**PROBLEM**
Emit the entire listing verbatim.
»»
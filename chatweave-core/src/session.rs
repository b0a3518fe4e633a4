//! Session-scoped state and the bootstrap seam
//!
//! A chat session needs a session id and bot metadata before the first
//! question can be sent. Obtaining them is the job of a [`SessionBootstrap`]
//! implementation (an outbound call in a real deployment); the resulting
//! [`SessionState`] lives for the duration of the session and is cleared by
//! [`SessionState::destroy`].

use std::future::Future;

use serde::{Deserialize, Serialize};

use crate::config::BotSettings;
use crate::error::Result;

/// Bot metadata published to observers via `configChange`
#[derive(Debug, Clone, PartialEq, Serialize, Deserialize)]
pub struct BotInfo {
    pub name: String,
    #[serde(default, skip_serializing_if = "Option::is_none")]
    pub avatar: Option<String>,
    #[serde(default)]
    pub is_available: bool,
    #[serde(default, skip_serializing_if = "Option::is_none")]
    pub bot_biz_id: Option<String>,
    /// Session this bot metadata was issued for
    pub session_id: String,
}

/// Everything a bootstrap call yields
#[derive(Debug, Clone, PartialEq)]
pub struct SessionInfo {
    pub session_id: String,
    pub bot: BotInfo,
}

/// Obtains a session id and bot metadata.
///
/// This is the only suspension point before messaging can begin.
pub trait SessionBootstrap: Send + Sync {
    fn bootstrap(&self) -> impl Future<Output = Result<SessionInfo>> + Send;
}

/// Bootstrap that mints a UUID v4 session id locally and reports the
/// configured bot metadata.
#[derive(Debug, Clone)]
pub struct LocalBootstrap {
    bot: BotSettings,
}

impl LocalBootstrap {
    pub fn new(bot: BotSettings) -> Self {
        Self { bot }
    }
}

impl SessionBootstrap for LocalBootstrap {
    async fn bootstrap(&self) -> Result<SessionInfo> {
        let session_id = uuid::Uuid::new_v4().to_string();
        Ok(SessionInfo {
            bot: BotInfo {
                name: self.bot.name.clone(),
                avatar: self.bot.avatar.clone(),
                is_available: true,
                bot_biz_id: self.bot.bot_biz_id.clone(),
                session_id: session_id.clone(),
            },
            session_id,
        })
    }
}

/// Per-session state owned by the reconciler.
#[derive(Debug, Default, Clone)]
pub struct SessionState {
    session_id: Option<String>,
    bot: Option<BotInfo>,
    /// A human agent currently owns the conversation
    handoff_active: bool,
}

impl SessionState {
    pub fn new() -> Self {
        Self::default()
    }

    /// Adopt the result of a successful bootstrap.
    pub fn init(&mut self, info: SessionInfo) {
        self.session_id = Some(info.session_id);
        self.bot = Some(info.bot);
        self.handoff_active = false;
    }

    /// Forget everything; the session must bootstrap again before sending.
    pub fn destroy(&mut self) {
        *self = Self::default();
    }

    /// True once a session id and bot metadata are known
    pub fn is_ready(&self) -> bool {
        self.session_id.is_some() && self.bot.is_some()
    }

    pub fn session_id(&self) -> Option<&str> {
        self.session_id.as_deref()
    }

    pub fn bot(&self) -> Option<&BotInfo> {
        self.bot.as_ref()
    }

    /// Whether an event stamped with `session_id` belongs to this session
    pub fn is_current(&self, session_id: Option<&str>) -> bool {
        match (self.session_id.as_deref(), session_id) {
            (Some(ours), Some(theirs)) => ours == theirs,
            _ => false,
        }
    }

    pub fn handoff_active(&self) -> bool {
        self.handoff_active
    }

    pub fn set_handoff(&mut self, active: bool) {
        if self.handoff_active != active {
            tracing::info!(active, "Human handoff state changed");
        }
        self.handoff_active = active;
    }
}

#[cfg(test)]
mod tests {
    use super::*;

    #[tokio::test]
    async fn test_local_bootstrap_mints_session() {
        let bootstrap = LocalBootstrap::new(BotSettings::default());
        let first = bootstrap.bootstrap().await.unwrap();
        let second = bootstrap.bootstrap().await.unwrap();

        assert_eq!(first.session_id, first.bot.session_id);
        assert!(first.bot.is_available);
        assert_ne!(first.session_id, second.session_id);
    }

    #[tokio::test]
    async fn test_state_lifecycle() {
        let mut state = SessionState::new();
        assert!(!state.is_ready());
        assert!(!state.is_current(Some("s1")));

        let info = LocalBootstrap::new(BotSettings::default())
            .bootstrap()
            .await
            .unwrap();
        let id = info.session_id.clone();
        state.init(info);

        assert!(state.is_ready());
        assert!(state.is_current(Some(&id)));
        assert!(!state.is_current(Some("other")));
        assert!(!state.is_current(None));

        state.set_handoff(true);
        state.destroy();
        assert!(!state.is_ready());
        assert!(!state.handoff_active());
    }
}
««
**ANSWER FOR THE TASK**
filename chatweave-core/src/session.rs
repository b0a3518fe4e633a4
//! Session-scoped state and the bootstrap seam
//!
//! A chat session needs a session id and bot metadata before the first
//! question can be sent. Obtaining them is the job of a [`SessionBootstrap`]
//! implementation (an outbound call in a real deployment); the resulting
//! [`SessionState`] lives for the duration of the session and is cleared by
//! [`SessionState::destroy`].

use std::future::Future;

use serde::{Deserialize, Serialize};

use crate::config::BotSettings;
use crate::error::Result;

/// Bot metadata published to observers via `configChange`
#[derive(Debug, Clone, PartialEq, Serialize, Deserialize)]
pub struct BotInfo {
    pub name: String,
    #[serde(default, skip_serializing_if = "Option::is_none")]
    pub avatar: Option<String>,
    #[serde(default)]
    pub is_available: bool,
    #[serde(default, skip_serializing_if = "Option::is_none")]
    pub bot_biz_id: Option<String>,
    /// Session this bot metadata was issued for
    pub session_id: String,
}

/// Everything a bootstrap call yields
#[derive(Debug, Clone, PartialEq)]
pub struct SessionInfo {
    pub session_id: String,
    pub bot: BotInfo,
}

/// Obtains a session id and bot metadata.
///
/// This is the only suspension point before messaging can begin.
pub trait SessionBootstrap: Send + Sync {
    fn bootstrap(&self) -> impl Future<Output = Result<SessionInfo>> + Send;
}

/// Bootstrap that mints a UUID v4 session id locally and reports the
/// configured bot metadata.
#[derive(Debug, Clone)]
pub struct LocalBootstrap {
    bot: BotSettings,
}

impl LocalBootstrap {
    pub fn new(bot: BotSettings) -> Self {
        Self { bot }
    }
}

impl SessionBootstrap for LocalBootstrap {
    async fn bootstrap(&self) -> Result<SessionInfo> {
        let session_id = uuid::Uuid::new_v4().to_string();
        Ok(SessionInfo {
            bot: BotInfo {
                name: self.bot.name.clone(),
                avatar: self.bot.avatar.clone(),
                is_available: true,
                bot_biz_id: self.bot.bot_biz_id.clone(),
                session_id: session_id.clone(),
            },
            session_id,
        })
    }
}

/// Per-session state owned by the reconciler.
#[derive(Debug, Default, Clone)]
pub struct SessionState {
    session_id: Option<String>,
    bot: Option<BotInfo>,
    /// A human agent currently owns the conversation
    handoff_active: bool,
}

impl SessionState {
    pub fn new() -> Self {
        Self::default()
    }

    /// Adopt the result of a successful bootstrap.
    pub fn init(&mut self, info: SessionInfo) {
        self.session_id = Some(info.session_id);
        self.bot = Some(info.bot);
        self.handoff_active = false;
    }

    /// Forget everything; the session must bootstrap again before sending.
    pub fn destroy(&mut self) {
        *self = Self::default();
    }

    /// True once a session id and bot metadata are known
    pub fn is_ready(&self) -> bool {
        self.session_id.is_some() && self.bot.is_some()
    }

    pub fn session_id(&self) -> Option<&str> {
        self.session_id.as_deref()
    }

    pub fn bot(&self) -> Option<&BotInfo> {
        self.bot.as_ref()
    }

    /// Whether an event stamped with `session_id` belongs to this session
    pub fn is_current(&self, session_id: Option<&str>) -> bool {
        match (self.session_id.as_deref(), session_id) {
            (Some(ours), Some(theirs)) => ours == theirs,
            _ => false,
        }
    }

    pub fn handoff_active(&self) -> bool {
        self.handoff_active
    }

    pub fn set_handoff(&mut self, active: bool) {
        if self.handoff_active != active {
            tracing::info!(active, "Human handoff state changed");
        }
        self.handoff_active = active;
    }
}

#[cfg(test)]
mod tests {
    use super::*;

    #[tokio::test]
    async fn test_local_bootstrap_mints_session() {
        let bootstrap = LocalBootstrap::new(BotSettings::default());
        let first = bootstrap.bootstrap().await.unwrap();
        let second = bootstrap.bootstrap().await.unwrap();

        assert_eq!(first.session_id, first.bot.session_id);
        assert!(first.bot.is_available);
        assert_ne!(first.session_id, second.session_id);
    }

    #[tokio::test]
    async fn test_state_lifecycle() {
        let mut state = SessionState::new();
        assert!(!state.is_ready());
        assert!(!state.is_current(Some("s1")));

        let info = LocalBootstrap::new(BotSettings::default())
            .bootstrap()
            .await
            .unwrap();
        let id = info.session_id.clone();
        state.init(info);

        assert!(state.is_ready());
        assert!(state.is_current(Some(&id)));
        assert!(!state.is_current(Some("other")));
        assert!(!state.is_current(None));

        state.set_handoff(true);
        state.destroy();
        assert!(!state.is_ready());
        assert!(!state.handoff_active());
    }
}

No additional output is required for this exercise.